President and Chancellor Ken Starr made it a point in his letter last Wednesday to the student body to point out the “comprehensive external and completely independent” review of Baylor’s handling of sexual assault cases by the law firm of Pepper Hamilton. In light of such review, according to Starr, and in “deference” to its “integrity…any observations about policies and practices would be premature.” Additionally, federal laws protecting student privacy prevents “Baylor from speaking publicly about particular incidents.”

In light of both of Starr’s comments regarding the independent review and federal law, I’d like to know what Baylor is able to reveal to Pepper Hamilton and what, if anything, Baylor is prevented from revealing. Does privacy law simply prevent public disclosure of information regarding Title IX but enable disclosure of information relating to particular sexual assault cases to outside parties who, I’d assume, are themselves bound by certain rules of confidentiality? Are there facts and evidence Baylor is prevented from disclosing, even if it wanted to, to outside parties? Are victims consulted when determining what information is disclosed to Pepper Hamilton? Should future victims be made aware that their cases could be disclosed to parties not affiliated with local law enforcement?

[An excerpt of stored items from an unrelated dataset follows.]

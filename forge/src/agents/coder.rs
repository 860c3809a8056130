//! Coder agent: executes one implementation step against the workspace.
//!
//! Each call processes exactly the step at the cursor and then advances it,
//! whatever the outcome. A failed step is reported, never raised, so the
//! remaining steps still run. The step's wall-clock time is compared against
//! the ceiling after the call; the same ceiling is handed to the backend as a
//! deadline so a runaway call is cut off rather than merely detected.

use std::time::{Duration, Instant};

use anyhow::Result;
use tracing::{info, instrument, warn};

use crate::core::budget::{deadline_after, exceeds_ceiling};
use crate::core::state::StepCursor;
use crate::core::types::ImplementationStep;
use crate::io::backend::{Backend, ToolRequest, Transcript};
use crate::io::prompt::PromptEngine;
use crate::io::tools::ToolSet;
use crate::io::workspace::Workspace;

#[derive(Debug, Clone, PartialEq, Eq)]
pub enum StepOutcome {
    Completed { summary: String },
    Failed { error: String },
}

/// What happened during one step.
#[derive(Debug, Clone, PartialEq, Eq)]
pub struct StepReport {
    /// Zero-based position of the step in the task plan.
    pub index: usize,
    pub filepath: String,
    pub elapsed: Duration,
    pub outcome: StepOutcome,
    pub tool_calls: usize,
    pub files_written: Vec<String>,
    /// The step ran longer than the ceiling; the run must stop.
    pub overran: bool,
}

impl StepReport {
    pub fn succeeded(&self) -> bool {
        matches!(self.outcome, StepOutcome::Completed { .. })
    }
}

#[derive(Debug, Clone)]
pub struct CoderAgent {
    prompts: PromptEngine,
    step_ceiling: Duration,
    shell_timeout: Duration,
}

impl CoderAgent {
    pub fn new(prompts: PromptEngine, step_ceiling: Duration, shell_timeout: Duration) -> Self {
        Self {
            prompts,
            step_ceiling,
            shell_timeout,
        }
    }

    /// Run the step at the cursor. Returns `None` when no steps remain.
    #[instrument(skip_all, fields(index = cursor.index(), total = cursor.total()))]
    pub fn run_step<B: Backend + ?Sized>(
        &self,
        backend: &B,
        workspace: &Workspace,
        cursor: &mut StepCursor,
    ) -> Option<StepReport> {
        let step = cursor.current()?.clone();
        let index = cursor.index();

        let started = Instant::now();
        let deadline = deadline_after(started, self.step_ceiling);
        let mut tools = ToolSet::new(workspace, self.shell_timeout);
        if let Ok(deadline) = deadline {
            tools = tools.with_deadline(deadline);
        }
        let result = deadline
            .and_then(|deadline| self.request(&step, workspace, deadline, index))
            .and_then(|request| backend.infer_with_tools(&request, &mut tools));
        let elapsed = started.elapsed();

        let outcome = match result {
            Ok(transcript) => StepOutcome::Completed {
                summary: summarize(&transcript, tools.written()),
            },
            Err(err) => {
                warn!(filepath = %step.filepath, error = %format!("{err:#}"), "step failed, continuing");
                StepOutcome::Failed {
                    error: format!("{err:#}"),
                }
            }
        };
        let overran = exceeds_ceiling(elapsed, self.step_ceiling);
        if overran {
            warn!(
                elapsed_ms = elapsed.as_millis() as u64,
                ceiling_ms = self.step_ceiling.as_millis() as u64,
                "step exceeded its time ceiling"
            );
        }

        cursor.advance();
        info!(
            filepath = %step.filepath,
            elapsed_ms = elapsed.as_millis() as u64,
            tool_calls = tools.invocations(),
            "step finished"
        );

        Some(StepReport {
            index,
            filepath: step.filepath,
            elapsed,
            outcome,
            tool_calls: tools.invocations(),
            files_written: tools.written().to_vec(),
            overran,
        })
    }

    fn request(
        &self,
        step: &ImplementationStep,
        workspace: &Workspace,
        deadline: Instant,
        index: usize,
    ) -> Result<ToolRequest> {
        let existing = workspace.read(&step.filepath)?;
        Ok(ToolRequest {
            system_prompt: self.prompts.render_coder_system()?,
            user_prompt: self.prompts.render_coder_user(step, &existing)?,
            deadline,
            label: format!("step{}", index + 1),
        })
    }
}

fn summarize(transcript: &Transcript, written: &[String]) -> String {
    if let Some(message) = transcript
        .final_message
        .as_deref()
        .filter(|m| !m.trim().is_empty())
    {
        return message.trim().to_string();
    }
    if written.is_empty() {
        "no files written".to_string()
    } else {
        format!("wrote {}", written.join(", "))
    }
}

The protection of student privacy — and the privacy of victims of sexual assault especially — is of the utmost importance in creating a safe community for all; yet given reports and stories circulating about Baylor’s handling of sexual assault cases in the past, it does not seem unwarranted to inquire into the nature of such privacy protections and the ways in which Baylor might be able/required to withhold certain information from Pepper Hamilton because of these protections.